Task brief:
After finding the line containing "pub fn count_for(&self, transcription_id: &str)" below, please output that line and each following one through the line containing "pub fn vote_percentage(count: i64, total: i64)", exactly as written.

Stored data:
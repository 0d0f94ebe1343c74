//! Vote tally
//!
//! Votes are never materialized: a tally is recomputed from the feedback rows
//! of one audio on every read. Every feedback row counts toward the total,
//! including comment-only rows that prefer no transcription.

use std::collections::BTreeMap;

/// Vote counts for one audio
#[derive(Debug, Clone, Default, PartialEq)]
pub struct VoteTally {
    counts: BTreeMap<String, i64>,
    total: i64,
}

impl VoteTally {
    /// Build a tally from the `preferred_transcription_id` column of every
    /// feedback row for an audio
    pub fn from_preferences<I, S>(preferences: I) -> Self
    where
        I: IntoIterator<Item = Option<S>>,
        S: AsRef<str>,
    {
        let mut tally = Self::default();
        for preferred in preferences {
            tally.total += 1;
            if let Some(id) = preferred {
                *tally.counts.entry(id.as_ref().to_string()).or_insert(0) += 1;
            }
        }
        tally
    }

    /// Number of feedback rows considered
    pub fn total(&self) -> i64 {
        self.total
    }

    /// Votes for one transcription (0 when never preferred)
    pub fn count_for(&self, transcription_id: &str) -> i64 {
        self.counts.get(transcription_id).copied().unwrap_or(0)
    }

    /// Share of all feedback rows preferring the transcription, in whole percent
    pub fn percentage_for(&self, transcription_id: &str) -> i64 {
        vote_percentage(self.count_for(transcription_id), self.total)
    }

    /// A transcription leads once it has votes and holds at least half of them
    pub fn is_leading(&self, transcription_id: &str) -> bool {
        is_leading(self.count_for(transcription_id), self.total)
    }

    /// Per-transcription counts, ids with zero votes omitted
    pub fn counts(&self) -> &BTreeMap<String, i64> {
        &self.counts
    }

    pub fn into_counts(self) -> BTreeMap<String, i64> {
        self.counts
    }
}

/// Whole-percent share, halves rounded up; 0 when there are no votes
pub fn vote_percentage(count: i64, total: i64) -> i64 {
    if total <= 0 {
        return 0;
    }
    (count * 200 + total) / (total * 2)
}

pub fn is_leading(count: i64, total: i64) -> bool {
    count > 0 && total > 0 && vote_percentage(count, total) >= 50
}

#[cfg(test)]
mod tests {
    use super::*;

    #[test]
    fn test_empty_tally() {
        let tally = VoteTally::from_preferences(Vec::<Option<&str>>::new());
        assert_eq!(tally.total(), 0);
        assert_eq!(tally.count_for("t1"), 0);
        assert_eq!(tally.percentage_for("t1"), 0);
        assert!(!tally.is_leading("t1"));
        assert!(tally.counts().is_empty());
    }

    #[test]
    fn test_comment_only_rows_count_toward_total() {
        let tally = VoteTally::from_preferences(vec![Some("t1"), None, Some("t2"), Some("t1")]);
        assert_eq!(tally.total(), 4);
        assert_eq!(tally.count_for("t1"), 2);
        assert_eq!(tally.count_for("t2"), 1);
        assert_eq!(tally.percentage_for("t1"), 50);
        assert_eq!(tally.percentage_for("t2"), 25);
        assert_eq!(tally.counts().len(), 2);
    }

    #[test]
    fn test_percentage_rounds_half_up() {
        // 1/3 = 33.33 -> 33, 2/3 = 66.67 -> 67, 1/8 = 12.5 -> 13
        assert_eq!(vote_percentage(1, 3), 33);
        assert_eq!(vote_percentage(2, 3), 67);
        assert_eq!(vote_percentage(1, 8), 13);
        assert_eq!(vote_percentage(3, 3), 100);
        assert_eq!(vote_percentage(0, 5), 0);
    }

    #[test]
    fn test_leading_requires_votes_and_half_share() {
        assert!(is_leading(1, 2));
        assert!(is_leading(5, 9));
        assert!(!is_leading(4, 9));
        assert!(!is_leading(0, 0));
        assert!(!is_leading(0, 3));
    }

    #[test]
    fn test_tie_marks_both_leading() {
        let tally = VoteTally::from_preferences(vec![Some("a"), Some("b")]);
        assert!(tally.is_leading("a"));
        assert!(tally.is_leading("b"));
    }
}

Solution to this task:
    pub fn count_for(&self, transcription_id: &str) -> i64 {
        self.counts.get(transcription_id).copied().unwrap_or(0)
    }

    /// Share of all feedback rows preferring the transcription, in whole percent
    pub fn percentage_for(&self, transcription_id: &str) -> i64 {
        vote_percentage(self.count_for(transcription_id), self.total)
    }

    /// A transcription leads once it has votes and holds at least half of them
    pub fn is_leading(&self, transcription_id: &str) -> bool {
        is_leading(self.count_for(transcription_id), self.total)
    }

    /// Per-transcription counts, ids with zero votes omitted
    pub fn counts(&self) -> &BTreeMap<String, i64> {
        &self.counts
    }

    pub fn into_counts(self) -> BTreeMap<String, i64> {
        self.counts
    }
}

/// Whole-percent share, halves rounded up; 0 when there are no votes
pub fn vote_percentage(count: i64, total: i64) -> i64 {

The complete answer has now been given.